El sentimiento y el encanto son propios a las inclinaciones de los sentidos, el gusto favorece al entendimiento, y con él a la libre determinación del querer

I. Kant
Desde la antigüedad la belleza ha sido entendida como armonía y proporción de las partes, siendo característica propia de la naturaleza que el hombre mediante la razón es capaz de percibir, pero nunca mediante los sentidos. Es también una característica objetiva de las cosas nunca subjetiva, y de carácter universal.  El arte imita la naturaleza y atendiendo a unas leyes concretas es capaz de mostrarnos dicha cualidad. Cuando se hable de belleza en la antigüedad no se refiere tan sólo a la belleza de la naturaleza sino también a la belleza moral y ética. Esta es la gran teoría de la belleza que cae definitivamente en el siglo XVIII, y aunque, no de forma general, seguirá habiendo fieles seguidores a dicha teoría, no obstante, he de decir que anteriormente también ha habido detractores pero de forma aislada. En el Renacimiento Petrarca habla del non se chè, algo indescriptible que escapa a la razón y que no atañe a los leyes de la belleza, Jenofonte dice que una cosa es bella si se ciñe a la función que desempeña…

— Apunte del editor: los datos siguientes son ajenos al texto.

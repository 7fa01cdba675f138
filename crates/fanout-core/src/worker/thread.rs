//! Thread-backed worker capabilities.

use std::sync::Arc;
use std::sync::atomic::{AtomicUsize, Ordering};
use std::sync::mpsc::{self, Sender};
use std::thread;

use serde_json::Value;

use crate::error::Result;
use crate::task::{Callable, TaskContext, TaskError};

use super::{Completion, WorkerCapability, WorkerFactory, WorkerSpec};

/// Runs each worker on its own OS thread.
#[derive(Debug, Default)]
pub struct ThreadWorkerFactory {
    spawned: Arc<AtomicUsize>,
}

impl ThreadWorkerFactory {
    pub fn new() -> Self {
        Self::default()
    }

    /// Number of worker threads started so far.
    pub fn spawned(&self) -> usize {
        self.spawned.load(Ordering::SeqCst)
    }
}

impl WorkerFactory for ThreadWorkerFactory {
    fn create(&self, spec: &WorkerSpec) -> Result<Option<Box<dyn WorkerCapability>>> {
        let id = self.spawned.fetch_add(1, Ordering::SeqCst);
        let worker = ThreadWorker::start(id, spec.callable.clone(), spec.context())?;
        Ok(Some(Box::new(worker)))
    }
}

type Job = (Value, Completion);

struct ThreadWorker {
    jobs: Option<Sender<Job>>,
}

impl ThreadWorker {
    fn start(id: usize, callable: Callable, ctx: TaskContext) -> Result<Self> {
        let (tx, rx) = mpsc::channel::<Job>();

        thread::Builder::new()
            .name(format!("fanout-worker-{}", id))
            .spawn(move || {
                while let Ok((payload, completion)) = rx.recv() {
                    let result = callable.invoke(&ctx, payload);
                    completion.complete(result);
                }
                tracing::trace!("Worker thread {} exiting", id);
            })?;

        Ok(Self { jobs: Some(tx) })
    }
}

impl WorkerCapability for ThreadWorker {
    fn send(&mut self, payload: Value, completion: Completion) {
        let Some(jobs) = self.jobs.as_ref() else {
            completion.complete(Err(terminated()));
            return;
        };
        if let Err(mpsc::SendError((_, completion))) = jobs.send((payload, completion)) {
            completion.complete(Err(terminated()));
        }
    }

    fn terminate(&mut self) {
        // Closing the queue lets the thread exit once its current unit is
        // done. A unit that never returns keeps its thread alive detached.
        self.jobs.take();
    }
}

impl Drop for ThreadWorker {
    fn drop(&mut self) {
        self.terminate();
    }
}

fn terminated() -> TaskError {
    TaskError::new("terminated", "worker has been terminated")
}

En el siglo XVIII nace la Estética como una rama más del saber filosófico a manos de Baumgarten y podríamos decir que las reflexiones acerca de la filosofía del arte se ponen de moda. Anteriormente los filósofos ya se preocupaban por este ámbito del saber, por lo que de cierta manera se institucionaliza la filosofía del arte como disciplina. En torno a la belleza hay distintos discursos que argumentan que la belleza no está sujeta a unas normas, que es subjetiva, a la misma vez que universal y el método de conocimiento no es la razón, sino la percepción, el conocimiento sensible. El saber ya no es metafísico sino que se busca un método de conocimiento que nos permita abordar la verdad sin errores, formulándose distintas teorías del conocimiento. Voltaire, por ejemplo, opina que el hombre debe volver a la naturaleza y a la simple cultura del corazón.

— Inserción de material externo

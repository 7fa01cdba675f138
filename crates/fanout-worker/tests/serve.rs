//! Drives the worker loop over in-memory pipes.

use std::io::Cursor;

use fanout_core::ipc::{WorkerCommand, WorkerResponse, read_message, write_message};
use fanout_worker::{builtins, serve};

fn execute(task: &str, payload: &str, helpers: &[&str]) -> WorkerCommand {
    WorkerCommand::Execute {
        task: task.to_string(),
        payload_json: payload.to_string(),
        env_json: "{}".to_string(),
        namespace: "env".to_string(),
        objects_json: "{}".to_string(),
        helpers: helpers.iter().map(|h| h.to_string()).collect(),
        scripts: Vec::new(),
    }
}

/// Feed `commands` to a worker and collect every response it writes.
fn exchange(commands: &[WorkerCommand]) -> Vec<WorkerResponse> {
    let mut input = Vec::new();
    for command in commands {
        write_message(&mut input, command).unwrap();
    }

    let mut output = Vec::new();
    serve(&builtins::registry(), Cursor::new(input), &mut output).unwrap();

    let mut reader = Cursor::new(output);
    let mut responses = Vec::new();
    while let Ok(response) = read_message::<_, WorkerResponse>(&mut reader) {
        responses.push(response);
    }
    responses
}

#[test]
fn test_ping_execute_shutdown() {
    let responses = exchange(&[
        WorkerCommand::Ping,
        execute("pow10", "4", &[]),
        execute("add", "[40, 2]", &[]),
        WorkerCommand::Shutdown,
        execute("pow10", "1", &[]),
    ]);

    assert_eq!(
        responses,
        vec![
            WorkerResponse::Pong,
            WorkerResponse::Output {
                payload_json: "10000".to_string()
            },
            WorkerResponse::Output {
                payload_json: "42".to_string()
            },
            WorkerResponse::ShuttingDown,
        ]
    );
}

#[test]
fn test_errors_are_reported_not_fatal() {
    let responses = exchange(&[
        execute("no-such-task", "1", &[]),
        execute("fail", "\"bad day\"", &[]),
        execute("identity", "[1]", &[]),
    ]);

    assert_eq!(responses.len(), 3);
    assert!(matches!(&responses[0], WorkerResponse::Error { code, .. } if code == "unknown_task"));
    assert_eq!(
        responses[1],
        WorkerResponse::Error {
            code: "fail".to_string(),
            message: "bad day".to_string()
        }
    );
    assert_eq!(
        responses[2],
        WorkerResponse::Output {
            payload_json: "[1]".to_string()
        }
    );
}

#[test]
fn test_helper_tasks_resolved_from_registry() {
    let responses = exchange(&[
        execute("factorial_helper", "6", &["factorial"]),
        execute("factorial_helper", "6", &[]),
    ]);

    assert_eq!(
        responses[0],
        WorkerResponse::Output {
            payload_json: "720".to_string()
        }
    );
    assert!(matches!(&responses[1], WorkerResponse::Error { code, .. } if code == "unknown_task"));
}

#[test]
fn test_end_of_input_is_clean_exit() {
    assert!(exchange(&[]).is_empty());
}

La belleza pierde su carácter moral y cuando se habla de ella se hace normalmente en relación al arte o al ser humano, pero no a las cualidades morales de éste: la belleza pierde su valor de perfección de las partes, no se habla de las partes sino del conjunto. Según Ursula Franke:

“mediante la imitación de la naturaleza >> y perfecta se deben transmitir nuevas impresiones, que arranquen al receptor de su visión usual y cotidiana de las cosas y de los seres humanos y que le proporcione un placer no cotidiano” [1]

La belleza se convierte en algo subjetivo, en un juicio del gusto. Un individuo puede emitir un juicio sobre una obra sin saber por qué le gusta o le agrada, si este juicio se repite con distintos individuos debemos entender el mismo como un juicio normativo, ya que, aunque sea subjetivo, se convierte en universal. Cada momento tiene un gusto determinado, influenciado por la cultura, la historia… y el rococó responde perfectamente al gusto de la nobleza decadente y de la alta burguesía que la emula constantemente, es el gusto de una época.

El gusto es uno de nuestros sentidos que desde la antigüedad se considera el más bajo de los cinco por necesitar poner en contacto al objeto a degustar con la boca para experimentarlo[2], pero en la Edad Moderna se comienza a usar con un sentido metafórico, convirtiéndose en una facultad espiritual y moral de juzgar. Se comienza a hablar del buen gusto como la cualidad de discernir entre lo bello y lo que no lo es. Se ve como cualidad que no poseen todas las clases sociales y se convierte en un valor en alza. El hombre de buen gusto es aquel que tiene la cualidad de la elección en todos los ámbitos de su vida, que le lleva no sólo a elegir lo más bello sino lo mejor. Esta cualidad se asocia al juicio racional, al buen criterio.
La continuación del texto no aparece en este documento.